1. Prepare the necessary supplies.
Before your new puppy arrives home, you want to ensure that you have stocked up on the necessary basic supplies that will ensure you have a happy and healthy pet. By having the essentials prepared, you and your puppy can focus on settling in together.
In the beginning, you want to be sure to have a crate, food and water bowls, food (including some treats for training purposes), a collar and a leash, a bed, toys, stain- and odour-removing cleaners, and some gates if you want to block off sections of your home.
Additionally, you also want to have your dog ID tags ready to put on the puppy as soon as he arrives home. There are many reasons why your puppy should wear an ID tag, but mainly because it increases the likelihood that he will be safely returned to you if he were to be separated from you for some reason.
When a dog is wearing an ID tag, it signals to others that he belongs to a person. Just as you carry around your ID card, your pet should also have an ID on him for his safety. Not only does an ID tag demonstrate that your pet is not a stray, but it also can provide more information, including any injuries, health issues, or disabilities that your pet has. Luckily, ID tags can be very stylish, so your puppy can have a style that suits his personality.
2. Organise your puppy grooming items.
Moreover, in addition to the basics, it is always recommended to have a selection of dog grooming items as they always come in useful. Some of the essential dog grooming items include shampoos and conditioners (such as Vet’s Best Hypo-Allergenic Shampoo For Dogs) and brushes and combs (such as the Flamingo Dog Bristle & Pin Brush).

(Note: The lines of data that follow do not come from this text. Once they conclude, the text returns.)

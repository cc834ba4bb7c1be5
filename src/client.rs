use crate::error::{Result, RiskError};
use std::time::Duration;
use tracing::{debug, warn};

/// Default HTTP request timeout for upstream fetches
pub(crate) const DEFAULT_TIMEOUT: Duration = Duration::from_secs(10);

/// Maximum retry attempts for retriable upstream errors
const MAX_RETRIES: u32 = 2;

/// Configuration for the upstream provider client
#[derive(Debug, Clone)]
pub struct ClientConfig {
    /// HTTP request timeout
    pub timeout: Duration,
    /// Override for the upstream base URL (testing, proxying)
    pub base_url: Option<String>,
    /// Bearer token for authenticated upstream endpoints
    pub api_key: Option<String>,
}

impl Default for ClientConfig {
    fn default() -> Self {
        Self {
            timeout: DEFAULT_TIMEOUT,
            base_url: None,
            api_key: None,
        }
    }
}

impl ClientConfig {
    /// Create a new builder for ClientConfig
    ///
    /// # Example
    ///
    /// ```
    /// use portfolio_risk::ClientConfig;
    /// use std::time::Duration;
    ///
    /// let config = ClientConfig::builder()
    ///     .timeout(Duration::from_secs(30))
    ///     .build();
    /// ```
    pub fn builder() -> ClientConfigBuilder {
        ClientConfigBuilder::new()
    }
}

/// Builder for ClientConfig
#[derive(Debug)]
pub struct ClientConfigBuilder {
    timeout: Duration,
    base_url: Option<String>,
    api_key: Option<String>,
}

impl ClientConfigBuilder {
    fn new() -> Self {
        let default = ClientConfig::default();
        Self {
            timeout: default.timeout,
            base_url: default.base_url,
            api_key: default.api_key,
        }
    }

    /// Set the HTTP request timeout
    pub fn timeout(mut self, timeout: Duration) -> Self {
        self.timeout = timeout;
        self
    }

    /// Point the client at a different upstream base URL
    pub fn base_url(mut self, base_url: impl Into<String>) -> Self {
        self.base_url = Some(base_url.into());
        self
    }

    /// Set the bearer token for authenticated upstream endpoints
    pub fn api_key(mut self, api_key: impl Into<String>) -> Self {
        self.api_key = Some(api_key.into());
        self
    }

    /// Build the ClientConfig
    pub fn build(self) -> ClientConfig {
        ClientConfig {
            timeout: self.timeout,
            base_url: self.base_url,
            api_key: self.api_key,
        }
    }
}

/// HTTP client for the upstream price provider.
///
/// Wraps `reqwest` with the timeout, status mapping and bounded retry policy
/// every provider fetch shares.
pub struct ProviderClient {
    http: reqwest::Client,
    config: ClientConfig,
}

impl ProviderClient {
    /// Map a non-success HTTP status to the library error taxonomy
    fn map_http_status(status: u16) -> RiskError {
        match status {
            404 => RiskError::SymbolNotFound {
                symbol: None,
                context: "HTTP 404 Not Found".to_string(),
            },
            429 => RiskError::RateLimited { retry_after: None },
            status if status >= 500 => RiskError::UpstreamUnavailable {
                status,
                context: format!("HTTP {}", status),
            },
            status => RiskError::UpstreamUnavailable {
                status,
                context: format!("unexpected HTTP {}", status),
            },
        }
    }

    /// Create a new provider client
    pub fn new(config: ClientConfig) -> Result<Self> {
        let http = reqwest::Client::builder()
            .timeout(config.timeout)
            .gzip(true)
            .user_agent(concat!("portfolio-risk/", env!("CARGO_PKG_VERSION")))
            .build()?;

        Ok(Self { http, config })
    }

    /// Resolve a library-relative URL against the configured base, if any
    pub(crate) fn resolve_url(&self, url: &str) -> String {
        match &self.config.base_url {
            Some(base) => {
                // Swap the well-known upstream host for the configured one
                match url::Url::parse(url) {
                    Ok(parsed) => format!(
                        "{}{}",
                        base.trim_end_matches('/'),
                        parsed.path()
                    ),
                    Err(_) => url.to_string(),
                }
            }
            None => url.to_string(),
        }
    }

    /// Make a GET request and decode the JSON body.
    ///
    /// Retriable failures (timeout, 429, 5xx, transport) are retried up to
    /// twice with the error's suggested delay. Non-retriable errors and
    /// decode failures propagate immediately.
    pub async fn get_json(&self, url: &str, params: &[(&str, &str)]) -> Result<serde_json::Value> {
        let url = self.resolve_url(url);
        let mut attempt = 0;
        loop {
            match self.get_json_once(&url, params).await {
                Ok(value) => return Ok(value),
                Err(e) if e.is_retriable() && attempt < MAX_RETRIES => {
                    let delay = e.retry_after_secs().unwrap_or(1);
                    warn!(
                        url = %url,
                        attempt,
                        delay_secs = delay,
                        error = %e,
                        "Retrying upstream fetch"
                    );
                    tokio::time::sleep(Duration::from_secs(delay)).await;
                    attempt += 1;
                }
                Err(e) => return Err(e),
            }
        }
    }

    async fn get_json_once(&self, url: &str, params: &[(&str, &str)]) -> Result<serde_json::Value> {
        debug!(url = %url, "Upstream GET");

        let mut request = self.http.get(url).query(params);
        if let Some(key) = &self.config.api_key {
            request = request.bearer_auth(key);
        }

        let response = request.send().await.map_err(|e| {
            if e.is_timeout() {
                RiskError::UpstreamTimeout {
                    timeout_ms: self.config.timeout.as_millis() as u64,
                }
            } else {
                RiskError::HttpError(e)
            }
        })?;

        let status = response.status();
        if !status.is_success() {
            return Err(Self::map_http_status(status.as_u16()));
        }

        Ok(response.json().await?)
    }

    /// Get the client configuration
    pub fn config(&self) -> &ClientConfig {
        &self.config
    }
}
//! Error types for the review domain.
//!
//! [`ReviewError`] covers everything that can stop one image review. Its
//! [`SeoValidationError`] variant carries per-field diagnostics so callers
//! can show exactly which length contract was missed.
//!
//! [`ContentError`] is produced by [`crate::ports::ContentStore`]
//! implementations and by frontmatter-derived input. [`PolicyError`] is
//! produced when a retry policy or limiter is built from invalid numbers.

use std::collections::BTreeMap;
use std::path::PathBuf;

use serde::Serialize;
use thiserror::Error;

use crate::SeoField;

// ---------------------------------------------------------------------------
// Validation
// ---------------------------------------------------------------------------

/// One violated length contract.
#[derive(Debug, Clone, PartialEq, Eq, Serialize)]
pub struct FieldViolation {
    /// Length of the offending value, in characters.
    pub actual_length: usize,
    /// Minimum the value had to reach, if the field has one.
    #[serde(skip_serializing_if = "Option::is_none")]
    pub min: Option<usize>,
    /// Maximum the value had to stay under, if the field has one.
    #[serde(skip_serializing_if = "Option::is_none")]
    pub max: Option<usize>,
}

impl std::fmt::Display for FieldViolation {
    fn fmt(&self, f: &mut std::fmt::Formatter<'_>) -> std::fmt::Result {
        write!(f, "length {}", self.actual_length)?;
        match (self.min, self.max) {
            (Some(min), Some(max)) => write!(f, " (min {min}, max {max})"),
            (Some(min), None) => write!(f, " (min {min})"),
            (None, Some(max)) => write!(f, " (max {max})"),
            (None, None) => Ok(()),
        }
    }
}

/// Review output still broke one or more field contracts after auto-fix.
///
/// `details` holds every violation, not only the first, and iterates in
/// validation order.
#[derive(Debug, Clone, PartialEq, Eq, Serialize)]
pub struct SeoValidationError {
    /// Summary line.
    pub message: String,
    /// Violations keyed by field.
    pub details: BTreeMap<SeoField, FieldViolation>,
}

impl SeoValidationError {
    /// Returns `true` if `field` is among the violations.
    pub fn has_field(&self, field: SeoField) -> bool {
        self.details.contains_key(&field)
    }
}

impl std::fmt::Display for SeoValidationError {
    fn fmt(&self, f: &mut std::fmt::Formatter<'_>) -> std::fmt::Result {
        f.write_str(&self.message)?;
        for (i, (field, violation)) in self.details.iter().enumerate() {
            let sep = if i == 0 { ": " } else { "; " };
            write!(f, "{sep}{field} {violation}")?;
        }
        Ok(())
    }
}

impl std::error::Error for SeoValidationError {}

// ---------------------------------------------------------------------------
// Review
// ---------------------------------------------------------------------------

/// Errors produced while reviewing one image.
#[derive(Debug, Error)]
pub enum ReviewError {
    /// The page image could not be downloaded. Fatal for the review; never
    /// retried with a corrective prompt.
    #[error("Failed to fetch image ({status}): {body}")]
    ImageFetch {
        /// HTTP status code, or 0 when no response was received.
        status: u16,
        /// Response body snippet, or the transport error text.
        body: String,
    },

    /// The model endpoint was unreachable or answered with a failure status.
    #[error("Vision model request failed: {0}")]
    Transport(String),

    /// The model answered but the answer was unusable (e.g. no text parts).
    #[error("Vision model returned an unusable response: {0}")]
    Model(String),

    /// The model output contained no JSON object.
    #[error("Model did not return JSON.")]
    NoJson,

    /// The model output looked like JSON but did not parse.
    #[error("Model returned malformed JSON: {0}")]
    InvalidJson(String),

    /// The parsed output broke one or more field contracts.
    #[error(transparent)]
    Validation(#[from] SeoValidationError),
}

impl ReviewError {
    /// Whether a re-prompt with a corrective instruction may fix this failure.
    ///
    /// Everything except a failed image download qualifies.
    pub fn is_correctable(&self) -> bool {
        !matches!(self, ReviewError::ImageFetch { .. })
    }
}

// ---------------------------------------------------------------------------
// Content
// ---------------------------------------------------------------------------

/// Errors produced by content stores and frontmatter-derived input.
#[derive(Debug, Error)]
pub enum ContentError {
    /// The content file does not exist.
    #[error("Content file not found: {}", path.display())]
    NotFound {
        /// Path that was looked up.
        path: PathBuf,
    },

    /// Reading or writing the file failed.
    #[error("I/O error on {}: {source}", path.display())]
    Io {
        /// File being accessed.
        path: PathBuf,
        /// Underlying error.
        #[source]
        source: std::io::Error,
    },

    /// The frontmatter block is not a YAML mapping.
    #[error("Malformed frontmatter in {}: {reason}", path.display())]
    MalformedFrontmatter {
        /// File being parsed.
        path: PathBuf,
        /// Parser message.
        reason: String,
    },

    /// Neither `image_url` nor `r2_original` is set, so there is nothing to review.
    #[error("Missing image_url and r2_original in frontmatter of {}", path.display())]
    MissingImageUrl {
        /// File being reviewed.
        path: PathBuf,
    },

    /// A generation manifest could not be read.
    #[error("Invalid manifest {}: {reason}", path.display())]
    Manifest {
        /// Manifest path.
        path: PathBuf,
        /// Reason it was rejected.
        reason: String,
    },
}

// ---------------------------------------------------------------------------
// Policies
// ---------------------------------------------------------------------------

/// A retry policy or limiter was configured with out-of-range numbers.
#[derive(Debug, Clone, PartialEq, Error)]
pub enum PolicyError {
    /// `max_attempts` must be at least 1.
    #[error("max_attempts must be at least 1")]
    ZeroAttempts,

    /// `backoff_multiplier` must be finite and at least 1.
    #[error("backoff_multiplier must be a finite number >= 1, got {0}")]
    InvalidMultiplier(f64),

    /// `max_concurrent` must be at least 1.
    #[error("max_concurrent must be at least 1")]
    ZeroConcurrency,
}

When shopping for grooming tools, you also want to consider trimming and thinning scissors, a nail clipper, a tick picker, and an ear and face care set. You will also want to have a grooming glove for bath time!
Throughout your dog’s life, you will likely find yourself using the same grooming items repeatedly. Therefore, it is essential that you purchase high-quality products from a reputable online pet store, as these are the grooming items that will stand the test of time.
3. Puppy-proof your home.
In addition to preparing all the necessary supplies, you also want to make sure you are taking the appropriate steps to puppy-proof your home. After all, your puppy is likely to take every opportunity to chew on items if you aren’t organising your space ahead of time.
While every situation is different, generally, new puppy owners find it beneficial to create a temporary, gated-off living space where the pet can stay when you are not there. This will help to reduce the chance of a house training accident, or the puppy damaging your belongings or consuming something he shouldn’t.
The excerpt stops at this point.